## Records for processing
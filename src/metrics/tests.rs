use std::time::Duration;

use super::*;
use crate::error::{AppError, AppResult};

const EPSILON: f64 = 1e-9;

fn approx(left: f64, right: f64) -> bool {
    (left - right).abs() < EPSILON
}

fn record(endpoint: &str, request_id: u64, response_time: f64, success: bool) -> OutcomeRecord {
    OutcomeRecord {
        endpoint: endpoint.to_owned(),
        request_id,
        timestamp_ms: 0,
        response_time,
        success,
        status_code: success.then_some(200),
        error: (!success).then(|| "connection reset".to_owned()),
    }
}

#[test]
fn nearest_rank_follows_ceil_convention() -> AppResult<()> {
    // Times in ms-as-seconds: p95 of five samples selects the last one.
    let times = [0.010, 0.020, 0.030, 0.040, 0.050];
    if nearest_rank(&times, 0.95) != Some(0.050) {
        return Err(AppError::from("Expected p95 = 50ms at n = 5"));
    }
    if nearest_rank(&times, 0.50) != Some(0.030) {
        return Err(AppError::from("Expected p50 = 30ms at n = 5"));
    }
    if nearest_rank(&times, 0.99) != Some(0.050) {
        return Err(AppError::from("Expected p99 = 50ms at n = 5"));
    }
    Ok(())
}

#[test]
fn nearest_rank_handles_degenerate_samples() -> AppResult<()> {
    if nearest_rank(&[], 0.95).is_some() {
        return Err(AppError::from("Expected empty sample to yield None"));
    }
    let single = [0.125];
    for percentile in [0.50, 0.95, 0.99] {
        if nearest_rank(&single, percentile) != Some(0.125) {
            return Err(AppError::from("Expected single sample at every percentile"));
        }
    }
    Ok(())
}

#[test]
fn aggregates_partition_by_label() -> AppResult<()> {
    let records = vec![
        record("/block", 1, 0.100, true),
        record("/network/status", 2, 0.020, true),
        record("/block", 3, 0.300, true),
        record("/block", 4, 0.200, false),
    ];
    let (endpoints, overall) = aggregate_run(&records, Duration::from_secs(2));

    let Some(block) = endpoints.get("/block") else {
        return Err(AppError::from("Expected /block aggregate"));
    };
    if block.request_count != 3 || block.success_count != 2 || block.failure_count != 1 {
        return Err(AppError::from("Expected /block counts 3/2/1"));
    }
    if block.min_response_time != Some(0.100) || block.max_response_time != Some(0.300) {
        return Err(AppError::from("Expected /block min/max over successes"));
    }
    if !block.avg_response_time.is_some_and(|avg| approx(avg, 0.200)) {
        return Err(AppError::from("Expected /block avg of successes"));
    }
    if !approx(block.throughput, 1.0) {
        return Err(AppError::from("Expected 2 successes over 2s"));
    }

    let count_sum: u64 = endpoints.values().map(|aggregate| aggregate.request_count).sum();
    if count_sum != 4 || overall.request_count != 4 {
        return Err(AppError::from("Expected counts to sum to the record total"));
    }
    if !approx(overall.throughput, 1.5) {
        return Err(AppError::from("Expected overall 3 successes over 2s"));
    }
    Ok(())
}

#[test]
fn zero_successes_yield_null_latency_stats() -> AppResult<()> {
    let records = vec![
        record("/block", 1, 30.0, false),
        record("/block", 2, 30.0, false),
    ];
    let (endpoints, overall) = aggregate_run(&records, Duration::from_secs(60));
    let Some(block) = endpoints.get("/block") else {
        return Err(AppError::from("Expected /block aggregate"));
    };
    if block.avg_response_time.is_some()
        || block.min_response_time.is_some()
        || block.max_response_time.is_some()
        || block.p50_response_time.is_some()
        || block.p95_response_time.is_some()
        || block.p99_response_time.is_some()
    {
        return Err(AppError::from("Expected all latency stats to be None"));
    }
    if !approx(block.success_rate, 0.0) || !approx(block.error_rate, 1.0) {
        return Err(AppError::from("Expected 0 success rate and 1 error rate"));
    }
    if !approx(block.throughput, 0.0) {
        return Err(AppError::from("Expected zero throughput"));
    }
    if block.errors != ["connection reset"] {
        return Err(AppError::from("Expected deduplicated error messages"));
    }
    if overall.success_count != 0 {
        return Err(AppError::from("Expected overall zero successes"));
    }
    Ok(())
}

#[test]
fn aggregation_is_idempotent() -> AppResult<()> {
    let records = vec![
        record("/block", 1, 0.010, true),
        record("/block", 2, 0.050, true),
        record("/network/status", 3, 0.020, false),
    ];
    let duration = Duration::from_millis(1500);
    let first = aggregate_run(&records, duration);
    let second = aggregate_run(&records, duration);
    if first != second {
        return Err(AppError::from("Expected identical aggregates on re-run"));
    }
    Ok(())
}

#[test]
fn success_rate_counts_non_2xx_as_success() -> AppResult<()> {
    // A captured status code is a completed request, whatever the code.
    let mut failed_status = record("/block", 1, 0.040, true);
    failed_status.status_code = Some(500);
    let records = vec![failed_status, record("/block", 2, 0.060, true)];
    let (_, overall) = aggregate_run(&records, Duration::from_secs(1));
    if overall.success_count != 2 {
        return Err(AppError::from("Expected 5xx responses to count as completed"));
    }
    if !approx(overall.success_rate, 1.0) {
        return Err(AppError::from("Expected full success rate"));
    }
    Ok(())
}

#[test]
fn percentiles_use_successful_samples_only() -> AppResult<()> {
    let records = vec![
        record("/block", 1, 0.010, true),
        record("/block", 2, 0.020, true),
        record("/block", 3, 0.030, true),
        record("/block", 4, 0.040, true),
        record("/block", 5, 0.050, true),
        record("/block", 6, 9.999, false),
    ];
    let (endpoints, _) = aggregate_run(&records, Duration::from_secs(1));
    let Some(block) = endpoints.get("/block") else {
        return Err(AppError::from("Expected /block aggregate"));
    };
    if block.p95_response_time != Some(0.050) {
        return Err(AppError::from("Expected failed samples excluded from p95"));
    }
    Ok(())
}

## Problem statement
Could you write out every entry above exactly as it appears?

## Completed exercise
filename src/metrics/tests.rs
use std::time::Duration;

use super::*;
use crate::error::{AppError, AppResult};

const EPSILON: f64 = 1e-9;

fn approx(left: f64, right: f64) -> bool {
    (left - right).abs() < EPSILON
}

fn record(endpoint: &str, request_id: u64, response_time: f64, success: bool) -> OutcomeRecord {
    OutcomeRecord {
        endpoint: endpoint.to_owned(),
        request_id,
        timestamp_ms: 0,
        response_time,
        success,
        status_code: success.then_some(200),
        error: (!success).then(|| "connection reset".to_owned()),
    }
}

#[test]
fn nearest_rank_follows_ceil_convention() -> AppResult<()> {
    // Times in ms-as-seconds: p95 of five samples selects the last one.
    let times = [0.010, 0.020, 0.030, 0.040, 0.050];
    if nearest_rank(&times, 0.95) != Some(0.050) {
        return Err(AppError::from("Expected p95 = 50ms at n = 5"));
    }
    if nearest_rank(&times, 0.50) != Some(0.030) {
        return Err(AppError::from("Expected p50 = 30ms at n = 5"));
    }
    if nearest_rank(&times, 0.99) != Some(0.050) {
        return Err(AppError::from("Expected p99 = 50ms at n = 5"));
    }
    Ok(())
}

#[test]
fn nearest_rank_handles_degenerate_samples() -> AppResult<()> {
    if nearest_rank(&[], 0.95).is_some() {
        return Err(AppError::from("Expected empty sample to yield None"));
    }
    let single = [0.125];
    for percentile in [0.50, 0.95, 0.99] {
        if nearest_rank(&single, percentile) != Some(0.125) {
            return Err(AppError::from("Expected single sample at every percentile"));
        }
    }
    Ok(())
}

#[test]
fn aggregates_partition_by_label() -> AppResult<()> {
    let records = vec![
        record("/block", 1, 0.100, true),
        record("/network/status", 2, 0.020, true),
        record("/block", 3, 0.300, true),
        record("/block", 4, 0.200, false),
    ];
    let (endpoints, overall) = aggregate_run(&records, Duration::from_secs(2));

    let Some(block) = endpoints.get("/block") else {
        return Err(AppError::from("Expected /block aggregate"));
    };
    if block.request_count != 3 || block.success_count != 2 || block.failure_count != 1 {
        return Err(AppError::from("Expected /block counts 3/2/1"));
    }
    if block.min_response_time != Some(0.100) || block.max_response_time != Some(0.300) {
        return Err(AppError::from("Expected /block min/max over successes"));
    }
    if !block.avg_response_time.is_some_and(|avg| approx(avg, 0.200)) {
        return Err(AppError::from("Expected /block avg of successes"));
    }
    if !approx(block.throughput, 1.0) {
        return Err(AppError::from("Expected 2 successes over 2s"));
    }

    let count_sum: u64 = endpoints.values().map(|aggregate| aggregate.request_count).sum();
    if count_sum != 4 || overall.request_count != 4 {
        return Err(AppError::from("Expected counts to sum to the record total"));
    }
    if !approx(overall.throughput, 1.5) {
        return Err(AppError::from("Expected overall 3 successes over 2s"));
    }
    Ok(())
}

#[test]
fn zero_successes_yield_null_latency_stats() -> AppResult<()> {
    let records = vec![
        record("/block", 1, 30.0, false),
        record("/block", 2, 30.0, false),
    ];
    let (endpoints, overall) = aggregate_run(&records, Duration::from_secs(60));
    let Some(block) = endpoints.get("/block") else {
        return Err(AppError::from("Expected /block aggregate"));
    };
    if block.avg_response_time.is_some()
        || block.min_response_time.is_some()
        || block.max_response_time.is_some()
        || block.p50_response_time.is_some()
        || block.p95_response_time.is_some()
        || block.p99_response_time.is_some()
    {
        return Err(AppError::from("Expected all latency stats to be None"));
    }
    if !approx(block.success_rate, 0.0) || !approx(block.error_rate, 1.0) {
        return Err(AppError::from("Expected 0 success rate and 1 error rate"));
    }
    if !approx(block.throughput, 0.0) {
        return Err(AppError::from("Expected zero throughput"));
    }
    if block.errors != ["connection reset"] {
        return Err(AppError::from("Expected deduplicated error messages"));
    }
    if overall.success_count != 0 {
        return Err(AppError::from("Expected overall zero successes"));
    }
    Ok(())
}

#[test]
fn aggregation_is_idempotent() -> AppResult<()> {
    let records = vec![
        record("/block", 1, 0.010, true),
        record("/block", 2, 0.050, true),
        record("/network/status", 3, 0.020, false),
    ];
    let duration = Duration::from_millis(1500);
    let first = aggregate_run(&records, duration);
    let second = aggregate_run(&records, duration);
    if first != second {
        return Err(AppError::from("Expected identical aggregates on re-run"));
    }
    Ok(())
}

#[test]
fn success_rate_counts_non_2xx_as_success() -> AppResult<()> {
    // A captured status code is a completed request, whatever the code.
    let mut failed_status = record("/block", 1, 0.040, true);
    failed_status.status_code = Some(500);
    let records = vec![failed_status, record("/block", 2, 0.060, true)];
    let (_, overall) = aggregate_run(&records, Duration::from_secs(1));
    if overall.success_count != 2 {
        return Err(AppError::from("Expected 5xx responses to count as completed"));
    }
    if !approx(overall.success_rate, 1.0) {
        return Err(AppError::from("Expected full success rate"));
    }
    Ok(())
}

#[test]
fn percentiles_use_successful_samples_only() -> AppResult<()> {
    let records = vec![
        record("/block", 1, 0.010, true),
        record("/block", 2, 0.020, true),
        record("/block", 3, 0.030, true),
        record("/block", 4, 0.040, true),
        record("/block", 5, 0.050, true),
        record("/block", 6, 9.999, false),
    ];
    let (endpoints, _) = aggregate_run(&records, Duration::from_secs(1));
    let Some(block) = endpoints.get("/block") else {
        return Err(AppError::from("Expected /block aggregate"));
    };
    if block.p95_response_time != Some(0.050) {
        return Err(AppError::from("Expected failed samples excluded from p95"));
    }
    Ok(())
}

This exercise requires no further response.